自分ではしっかり磨けていると思っていても、実は磨き残しがあることがよくあります。歯並びによっては歯ブラシだけでは汚れを落としきれないこともあるため、歯ブラシだけでなく歯間ブラシやデンタルフロスを使うとよいでしょう。
- ケアの際に、おすすめの歯ブラシや歯磨き粉はありますか?
- 歯ブラシの形にはいろいろなタイプがありますが、毛先がまっすぐなものは均等に力がかかりやすくなります。そのため、基本は毛先がまっすぐにカットされているタイプがおすすめです。ただし歯並びによって歯間が磨きにくい場合は、山切りカットや超極細毛などを選ぶといいでしょう。
ブラシの硬さには大きく、やわらかめ・ふつう・かための3つがありますが、迷ったときには、ふつうを選ぶのがおすすめです。歯ブラシが硬いと歯を傷つける恐れがあり、逆にやわらかいと十分に汚れを落とせないこともあります。歯を磨く力が弱いならかためを、歯茎が弱く出血しやすいならやわらかめを選ぶとよいでしょう。お口の状態に合わせて選ぶのがポイントです。
歯を白く保ちたい場合は、歯磨き粉はホワイトニング用のものがおすすめです。いつもの歯磨き粉をホワイトニング用のものに替えるだけですむので、簡単にチャレンジできるのも魅力です。 一般的な歯磨き粉よりも少し値段は高くなりますが、本格的なホワイトニングと比べて費用は抑えられます。 就寝前の歯磨きを変えるだけの簡単かつ費用を抑えた方法なので、気軽にホワイトニングケアをはじめたい方にぴったりです。
- 黒い線が消えたのですが、通院しなくてもよいですか?
- 歯の表面に現れた黒い線が歯磨きなどで消えたのであれば、それはむし歯ではありません。むし歯によってできた黒い点は、歯を削らなければ取り除けません。ご自身のケアで取り除けた、あるいは自然に消えたのであれば、それはおそらく着色汚れやステインと考えられます。

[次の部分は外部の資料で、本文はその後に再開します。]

//! 限流策略

use relaycast_core::config::RateLimitConfig;
use std::fmt;
use std::time::Duration;

/// 限流策略
#[derive(Debug, Clone, Copy, PartialEq)]
pub enum LimitStrategy {
    /// 不限流
    Unlimited,
    /// 固定窗口：窗口内累计请求数不超过 `limit`
    FixedWindow { limit: u64, window: Duration },
    /// 令牌桶：按 `rate` 每秒补充，最多 `burst` 个
    TokenBucket { rate: f64, burst: f64 },
    /// 滑动窗口：任意长度为 `window` 的区间内请求数不超过 `limit`
    SlidingWindow { limit: u64, window: Duration },
}

impl LimitStrategy {
    /// 根据每分钟请求数选择策略
    ///
    /// rpm 为 0 表示不限流；不超过阈值使用固定窗口，否则使用令牌桶。
    pub fn for_rpm(rpm: u32, config: &RateLimitConfig) -> Self {
        if rpm == 0 {
            return LimitStrategy::Unlimited;
        }
        if rpm <= config.fixed_window_threshold {
            let window = Duration::from_secs(config.window_secs.max(1));
            // 窗口不是一分钟时按比例换算窗口内上限
            let limit = (rpm as u64 * window.as_secs()).div_ceil(60).max(1);
            LimitStrategy::FixedWindow { limit, window }
        } else {
            let rate = rpm as f64 / 60.0;
            LimitStrategy::TokenBucket {
                rate,
                burst: rate * config.burst_multiplier.max(1) as f64,
            }
        }
    }

    pub fn sliding(limit: u64, window: Duration) -> Self {
        LimitStrategy::SlidingWindow { limit, window }
    }

    /// 存储键标签
    pub fn tag(&self) -> &'static str {
        match self {
            LimitStrategy::Unlimited => "none",
            LimitStrategy::FixedWindow { .. } => "fw",
            LimitStrategy::TokenBucket { .. } => "tb",
            LimitStrategy::SlidingWindow { .. } => "sw",
        }
    }

    /// 状态有意义的时间跨度；令牌桶为从空到满的补充时间
    pub fn window(&self) -> Duration {
        match self {
            LimitStrategy::Unlimited => Duration::ZERO,
            LimitStrategy::FixedWindow { window, .. } | LimitStrategy::SlidingWindow { window, .. } => {
                *window
            }
            LimitStrategy::TokenBucket { rate, burst } => {
                if *rate > 0.0 {
                    Duration::from_secs_f64((burst / rate).max(1.0))
                } else {
                    Duration::from_secs(60)
                }
            }
        }
    }

    /// 空闲超过该时长的状态可以丢弃
    pub fn idle_ttl(&self) -> Duration {
        self.window() * 2
    }

    /// 获取显示名称
    pub fn display_name(&self) -> &'static str {
        match self {
            LimitStrategy::Unlimited => "不限流",
            LimitStrategy::FixedWindow { .. } => "固定窗口",
            LimitStrategy::TokenBucket { .. } => "令牌桶",
            LimitStrategy::SlidingWindow { .. } => "滑动窗口",
        }
    }
}

impl fmt::Display for LimitStrategy {
    fn fmt(&self, f: &mut fmt::Formatter<'_>) -> fmt::Result {
        match self {
            LimitStrategy::Unlimited => write!(f, "{}", self.display_name()),
            LimitStrategy::FixedWindow { limit, window }
            | LimitStrategy::SlidingWindow { limit, window } => {
                write!(f, "{}({}/{}s)", self.display_name(), limit, window.as_secs())
            }
            LimitStrategy::TokenBucket { rate, burst } => {
                write!(f, "{}({:.2}/s, burst {:.0})", self.display_name(), rate, burst)
            }
        }
    }
}

#[cfg(test)]
mod tests {
    use super::*;
    use proptest::prelude::*;

    #[test]
    fn test_sixty_rpm_uses_fixed_window() {
        let config = RateLimitConfig::default();
        assert_eq!(
            LimitStrategy::for_rpm(60, &config),
            LimitStrategy::FixedWindow {
                limit: 60,
                window: Duration::from_secs(60)
            }
        );
        assert_eq!(
            LimitStrategy::for_rpm(30, &config),
            LimitStrategy::FixedWindow {
                limit: 30,
                window: Duration::from_secs(60)
            }
        );
    }

    #[test]
    fn test_high_rpm_uses_token_bucket() {
        let config = RateLimitConfig::default();
        match LimitStrategy::for_rpm(600, &config) {
            LimitStrategy::TokenBucket { rate, burst } => {
                assert!((rate - 10.0).abs() < f64::EPSILON);
                assert!((burst - 100.0).abs() < f64::EPSILON);
            }
            other => panic!("unexpected strategy {other}"),
        }
    }

    #[test]
    fn test_zero_rpm_is_unlimited() {
        assert_eq!(
            LimitStrategy::for_rpm(0, &RateLimitConfig::default()),
            LimitStrategy::Unlimited
        );
    }

    #[test]
    fn test_short_window_scales_limit() {
        let config = RateLimitConfig {
            window_secs: 10,
            ..RateLimitConfig::default()
        };
        assert_eq!(
            LimitStrategy::for_rpm(30, &config),
            LimitStrategy::FixedWindow {
                limit: 5,
                window: Duration::from_secs(10)
            }
        );
    }

    #[test]
    fn test_idle_ttl_is_twice_the_window() {
        let strategy = LimitStrategy::sliding(10, Duration::from_secs(30));
        assert_eq!(strategy.idle_ttl(), Duration::from_secs(60));
        let bucket = LimitStrategy::TokenBucket { rate: 2.0, burst: 20.0 };
        assert_eq!(bucket.idle_ttl(), Duration::from_secs(20));
    }

    proptest! {
        #[test]
        fn prop_strategy_follows_threshold(rpm in 1u32..100_000) {
            let config = RateLimitConfig::default();
            match LimitStrategy::for_rpm(rpm, &config) {
                LimitStrategy::FixedWindow { limit, .. } => {
                    prop_assert!(rpm <= config.fixed_window_threshold);
                    prop_assert_eq!(limit, rpm as u64);
                }
                LimitStrategy::TokenBucket { rate, burst } => {
                    prop_assert!(rpm > config.fixed_window_threshold);
                    prop_assert!(burst >= rate);
                }
                other => prop_assert!(false, "unexpected strategy {}", other),
            }
        }
    }
}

基本的には受診の必要性はありませんが、気になる症状がある場合は、歯科医師に相談した方がよいでしょう。
編集部まとめ
歯の黒い線は見た目が悪くなるだけでなく、むし歯や歯周病といったさまざまなリスクが隠れていることがあります。黒い線を放置すると歯の健康を損なうこともあるため、歯科医師に相談してみるとよいでしょう。自分でできるお手入れを正しく行い、定期的に歯科医院でのクリーニングやお口の中の状態を診てもらうことが歯の健康を守るためには重要です。健康できれいな歯を保ち、いつも自信をもって笑顔になれるようにしたいですね。